Si EasyJet, contrairement à Air France, réussit à proposer des vols à 50 euros à partir de Lyon, c'est que tout son personnel habite dans la ville rhodanienne et rentre chez lui le soir : la compagnie n'a donc pas de frais de découcher – en revanche, il lui est plus difficile de faire de la grande distance. Air France a réagi en imitant EasyJet à partir de Bordeaux : tout son personnel vit sur les bords de la Garonne.

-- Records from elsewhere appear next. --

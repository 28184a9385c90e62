use serde::{Deserialize, Serialize};

pub const DEFAULT_REGISTRY_URL: &str = "https://registry.chitty.cc";
pub const DEFAULT_ROUTER_URL: &str = "https://router.chitty.cc";
pub const DEFAULT_HEARTBEAT_MARKER: &str = "registry.chitty.cc/api/v1/heartbeat";
pub const DEFAULT_AUTH_PROVIDER: &str = "chittyauth";
pub const DEFAULT_PROVISIONS: [&str; 4] = [
    "chitty_id",
    "chitty_auth_token",
    "chitty_trust_score",
    "chitty_cert",
];

/// Ecosystem-wide facts the checks compare against. Passed in explicitly so an
/// audit is reproducible from its inputs alone.
#[derive(Debug, Clone, PartialEq, Eq, Serialize, Deserialize)]
pub struct EcosystemConfig {
    pub registry_url: String,
    pub router_url: String,
    pub registry_heartbeat_marker: String,
    pub required_provisions: Vec<String>,
    pub auth_provider: String,
}

impl Default for EcosystemConfig {
    fn default() -> Self {
        Self {
            registry_url: DEFAULT_REGISTRY_URL.to_string(),
            router_url: DEFAULT_ROUTER_URL.to_string(),
            registry_heartbeat_marker: DEFAULT_HEARTBEAT_MARKER.to_string(),
            required_provisions: DEFAULT_PROVISIONS.iter().map(|p| p.to_string()).collect(),
            auth_provider: DEFAULT_AUTH_PROVIDER.to_string(),
        }
    }
}

impl EcosystemConfig {
    pub fn service_lookup_url(&self, service: &str) -> String {
        format!(
            "{}/api/v1/services/{}",
            self.registry_url.trim_end_matches('/'),
            service
        )
    }

    pub fn route_lookup_url(&self, domain: &str) -> String {
        format!(
            "{}/api/v1/routes/{}",
            self.router_url.trim_end_matches('/'),
            domain
        )
    }

    /// Domains may carry an explicit scheme (useful for staging hosts); bare
    /// domains are probed over HTTPS.
    pub fn health_url(&self, domain: &str) -> String {
        let base = if domain.starts_with("http://") || domain.starts_with("https://") {
            domain.trim_end_matches('/').to_string()
        } else {
            format!("https://{}", domain.trim_end_matches('/'))
        };
        format!("{}/health", base)
    }
}
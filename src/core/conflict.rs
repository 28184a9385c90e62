//! Merge-conflict analysis and resolution.
//!
//! A file is parsed into plain text and conflict regions. Each region gets a
//! proposed [`Resolution`]; a file is only written back once every region has a
//! concrete one. Any proposal that would drop a line only one side wrote is
//! turned into `ManualReview` before it leaves this module.

use regex::Regex;
use serde::{Deserialize, Serialize};
use std::collections::{BTreeSet, HashSet};
use std::fmt;
use std::sync::LazyLock;
use thiserror::Error;

const OURS_MARKER: &str = "<<<<<<<";
const BASE_MARKER: &str = "|||||||";
const SEPARATOR_MARKER: &str = "=======";
const THEIRS_MARKER: &str = ">>>>>>>";

static ENTRY_KEY_RE: LazyLock<Regex> = LazyLock::new(|| {
    Regex::new(r#"^["']?([A-Za-z0-9_.@/\-]+)["']?\s*[:=]"#).expect("entry key pattern compiles")
});

#[derive(Error, Debug, Clone, PartialEq, Eq, Serialize)]
pub enum ConflictError {
    #[error("Malformed conflict markers at line {line}: {reason}")]
    MalformedConflictMarkers { line: usize, reason: String },

    #[error("Unresolved conflict regions: {regions:?}")]
    UnresolvedRegions { regions: Vec<usize> },

    #[error("Conflict resolution task failed: {reason}")]
    TaskFailed { reason: String },
}

fn malformed(line: usize, reason: impl Into<String>) -> ConflictError {
    ConflictError::MalformedConflictMarkers {
        line,
        reason: reason.into(),
    }
}

#[derive(Debug, Clone, PartialEq, Eq, Serialize, Deserialize)]
pub struct ConflictRegion {
    /// Zero-based position among the file's regions.
    pub index: usize,
    /// One-based line of the opening marker.
    pub start_line: usize,
    /// One-based line of the closing marker.
    pub end_line: usize,
    pub ours_label: String,
    pub theirs_label: String,
    pub ours: Vec<String>,
    /// Common ancestor, present for diff3-style regions.
    pub base: Option<Vec<String>>,
    pub theirs: Vec<String>,
}

#[derive(Debug, Clone, Copy, PartialEq, Eq, Hash, Serialize, Deserialize)]
pub enum Strategy {
    #[serde(rename = "Keep-Ours")]
    KeepOurs,
    #[serde(rename = "Keep-Theirs")]
    KeepTheirs,
    Combine,
    ManualReview,
}

impl fmt::Display for Strategy {
    fn fmt(&self, f: &mut fmt::Formatter<'_>) -> fmt::Result {
        let name = match self {
            Strategy::KeepOurs => "Keep-Ours",
            Strategy::KeepTheirs => "Keep-Theirs",
            Strategy::Combine => "Combine",
            Strategy::ManualReview => "ManualReview",
        };
        f.write_str(name)
    }
}

/// A `ManualReview` resolution never carries text.
#[derive(Debug, Clone, PartialEq, Eq, Serialize, Deserialize)]
pub struct Resolution {
    pub strategy: Strategy,
    pub lines: Option<Vec<String>>,
    pub rationale: String,
}

impl Resolution {
    pub fn keep_ours(region: &ConflictRegion, rationale: impl Into<String>) -> Self {
        Self {
            strategy: Strategy::KeepOurs,
            lines: Some(region.ours.clone()),
            rationale: rationale.into(),
        }
    }

    pub fn keep_theirs(region: &ConflictRegion, rationale: impl Into<String>) -> Self {
        Self {
            strategy: Strategy::KeepTheirs,
            lines: Some(region.theirs.clone()),
            rationale: rationale.into(),
        }
    }

    pub fn combine(lines: Vec<String>, rationale: impl Into<String>) -> Self {
        Self {
            strategy: Strategy::Combine,
            lines: Some(lines),
            rationale: rationale.into(),
        }
    }

    pub fn manual_review(rationale: impl Into<String>) -> Self {
        Self {
            strategy: Strategy::ManualReview,
            lines: None,
            rationale: rationale.into(),
        }
    }

    pub fn is_concrete(&self) -> bool {
        self.strategy != Strategy::ManualReview && self.lines.is_some()
    }
}

#[derive(Debug, Clone, Copy, PartialEq, Eq)]
enum LineEnding {
    Lf,
    CrLf,
}

impl LineEnding {
    fn as_str(&self) -> &'static str {
        match self {
            LineEnding::Lf => "\n",
            LineEnding::CrLf => "\r\n",
        }
    }
}

#[derive(Debug, Clone)]
enum Segment {
    Text(Vec<String>),
    Conflict(ConflictRegion),
}

#[derive(Debug, Clone, Copy, PartialEq, Eq)]
enum Section {
    Ours,
    Base,
    Theirs,
}

#[derive(Debug, Clone, Copy, PartialEq, Eq)]
enum Marker {
    Ours,
    Base,
    Separator,
    Theirs,
}

/// Exactly seven marker characters, then end of line or a space-separated label.
fn marker(line: &str) -> Option<(Marker, &str)> {
    [
        (OURS_MARKER, Marker::Ours),
        (BASE_MARKER, Marker::Base),
        (SEPARATOR_MARKER, Marker::Separator),
        (THEIRS_MARKER, Marker::Theirs),
    ]
    .into_iter()
    .find_map(|(prefix, kind)| {
        let rest = line.strip_prefix(prefix)?;
        (rest.is_empty() || rest.starts_with(' ')).then(|| (kind, rest.trim()))
    })
}

struct OpenRegion {
    start_line: usize,
    ours_label: String,
    section: Section,
    ours: Vec<String>,
    base: Option<Vec<String>>,
    theirs: Vec<String>,
}

impl OpenRegion {
    fn push(&mut self, line: &str) {
        let target = match self.section {
            Section::Ours => &mut self.ours,
            Section::Base => self.base.get_or_insert_with(Vec::new),
            Section::Theirs => &mut self.theirs,
        };
        target.push(line.to_string());
    }

    fn close(self, index: usize, end_line: usize, theirs_label: &str) -> ConflictRegion {
        ConflictRegion {
            index,
            start_line: self.start_line,
            end_line,
            ours_label: self.ours_label,
            theirs_label: theirs_label.to_string(),
            ours: self.ours,
            base: self.base,
            theirs: self.theirs,
        }
    }
}

/// A conflict-marked file split into text and regions.
#[derive(Debug, Clone)]
pub struct ConflictedFile {
    segments: Vec<Segment>,
    line_ending: LineEnding,
    trailing_newline: bool,
}

impl ConflictedFile {
    pub fn parse(text: &str) -> Result<Self, ConflictError> {
        let line_ending = if text.contains("\r\n") {
            LineEnding::CrLf
        } else {
            LineEnding::Lf
        };

        let mut segments = Vec::new();
        let mut plain: Vec<String> = Vec::new();
        let mut open: Option<OpenRegion> = None;
        let mut region_count = 0;

        for (idx, line) in text.lines().enumerate() {
            let number = idx + 1;
            let Some((kind, label)) = marker(line) else {
                match open.as_mut() {
                    Some(region) => region.push(line),
                    None => plain.push(line.to_string()),
                }
                continue;
            };

            let section = open.as_ref().map(|region| region.section);
            match (section, kind) {
                (None, Marker::Ours) => {
                    if !plain.is_empty() {
                        segments.push(Segment::Text(std::mem::take(&mut plain)));
                    }
                    open = Some(OpenRegion {
                        start_line: number,
                        ours_label: label.to_string(),
                        section: Section::Ours,
                        ours: Vec::new(),
                        base: None,
                        theirs: Vec::new(),
                    });
                }
                (None, Marker::Separator) => plain.push(line.to_string()),
                (None, Marker::Base) => {
                    return Err(malformed(number, "ancestor marker outside a conflict region"))
                }
                (None, Marker::Theirs) => {
                    return Err(malformed(number, "closing marker without an opening marker"))
                }
                (Some(_), Marker::Ours) => {
                    return Err(malformed(number, "nested opening marker"));
                }
                (Some(Section::Ours), Marker::Base) => {
                    if let Some(region) = open.as_mut() {
                        region.section = Section::Base;
                        region.base = Some(Vec::new());
                    }
                }
                (Some(Section::Ours | Section::Base), Marker::Separator) => {
                    if let Some(region) = open.as_mut() {
                        region.section = Section::Theirs;
                    }
                }
                (Some(Section::Theirs), Marker::Theirs) => {
                    if let Some(region) = open.take() {
                        segments.push(Segment::Conflict(region.close(region_count, number, label)));
                        region_count += 1;
                    }
                }
                (Some(Section::Base | Section::Theirs), Marker::Base) => {
                    return Err(malformed(number, "ancestor marker after the ancestor section"));
                }
                (Some(Section::Theirs), Marker::Separator) => {
                    return Err(malformed(number, "second separator in one region"));
                }
                (Some(Section::Ours | Section::Base), Marker::Theirs) => {
                    return Err(malformed(number, "closing marker before the separator"));
                }
            }
        }

        if let Some(region) = open {
            return Err(malformed(region.start_line, "conflict region is never closed"));
        }
        if !plain.is_empty() {
            segments.push(Segment::Text(plain));
        }

        Ok(Self {
            segments,
            line_ending,
            trailing_newline: text.ends_with('\n'),
        })
    }

    pub fn regions(&self) -> impl Iterator<Item = &ConflictRegion> {
        self.segments.iter().filter_map(|segment| match segment {
            Segment::Conflict(region) => Some(region),
            Segment::Text(_) => None,
        })
    }

    pub fn has_conflicts(&self) -> bool {
        self.regions().next().is_some()
    }

    /// Splices resolutions (indexed by region) into the file. Fails listing
    /// every region without a concrete resolution, and every region whose
    /// resolution would drop a line only one side wrote.
    pub fn apply(&self, resolutions: &[Resolution]) -> Result<ResolvedFile, ConflictError> {
        let unresolved: Vec<usize> = self
            .regions()
            .filter(|region| {
                let lines = resolutions
                    .get(region.index)
                    .filter(|resolution| resolution.is_concrete())
                    .and_then(|resolution| resolution.lines.as_deref());
                match lines {
                    None => true,
                    Some(lines) => match dropped_one_sided_line(region, lines) {
                        Some(line) => {
                            tracing::warn!(
                                "⚠️ Region {}: resolution drops '{}', which only one side wrote",
                                region.index,
                                line
                            );
                            true
                        }
                        None => false,
                    },
                }
            })
            .map(|region| region.index)
            .collect();
        if !unresolved.is_empty() {
            return Err(ConflictError::UnresolvedRegions { regions: unresolved });
        }

        let mut output: Vec<&str> = Vec::new();
        let mut spans = Vec::new();
        for segment in &self.segments {
            match segment {
                Segment::Text(lines) => output.extend(lines.iter().map(String::as_str)),
                Segment::Conflict(region) => {
                    let lines = resolutions
                        .get(region.index)
                        .and_then(|resolution| resolution.lines.as_deref())
                        .unwrap_or_default();
                    spans.push(ResolvedSpan {
                        region: region.index,
                        start_line: output.len() + 1,
                        line_count: lines.len(),
                    });
                    output.extend(lines.iter().map(String::as_str));
                }
            }
        }

        let ending = self.line_ending.as_str();
        let mut text = output.join(ending);
        if self.trailing_newline && !output.is_empty() {
            text.push_str(ending);
        }
        Ok(ResolvedFile { text, spans })
    }
}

Tel est le problème de la SNCF : après trois heures de conduite, les conducteurs dorment dans la ville d'arrivée et rentrent le lendemain, ce qui leur donne droit à terme à un jour de congé. Ne pourraient-ils pas faire l'aller-retour dans la journée en étant mieux payés ? Bien sûr que si, mais dans ce cas ils perdraient la prime de découcher et la prime de panier, d'où leur refus d'une évolution de leurs conditions de travail. On l'a bien vu en 2008, lorsque les opérateurs privés de fret ont signé une convention collective avec les conducteurs, établissant le temps de conduite à cinq heures pas jour, bien supérieur à celui qui est pratiqué à la SNCF. M. Pepy a alors proposé à ses conducteurs du fret de passer sur la convention du secteur privé contre une augmentation de salaire. Plus d'un millier de cheminots, considérés comme des « jaunes » par leurs collègues, se sont portés volontaires. Immédiatement, les conducteurs du Transilien, pourtant non concernés, se sont mis en grève préventive : ils craignaient que le dispositif leur soit, un jour, appliqué et le Gouvernement a préféré reculer.

Seules des mesures politiques arrêtées à haut niveau permettront de débloquer la situation. Je prendrai l'exemple de la Suisse : alors que la France produisait dans les années 1990 plus de « voyageurs-kilomètre » et de « tonnes-kilomètre » que la Suisse et l'Allemagne – c'est maintenant loin d'être le cas ! –, le gouvernement suisse a promis à l'époque à son opérateur historique qu'il resterait dominant s'il réussissait, en dix ou douze ans, au nom de l'intérêt national, à baisser son effectif de plus du tiers, en passant de 40 000 à 28 000. C'est ce qui s'est passé.

Il conviendrait également de prendre des mesures au plan local, permettant – il est vrai que la formule peut paraître aujourd'hui éculée – de « travailler plus pour gagner plus ». La négociation doit tendre à une plus grande souplesse des conditions de travail, ce qui conduira nécessairement, à terme, à modifier le RH 077. Mais comme il est difficile de réaliser une révolution globale, impliquant les 160 000 salariés de la SNCF, il convient de procéder par touches locales, à travers l'ouverture à la concurrence ou en procédant à des expérimentations.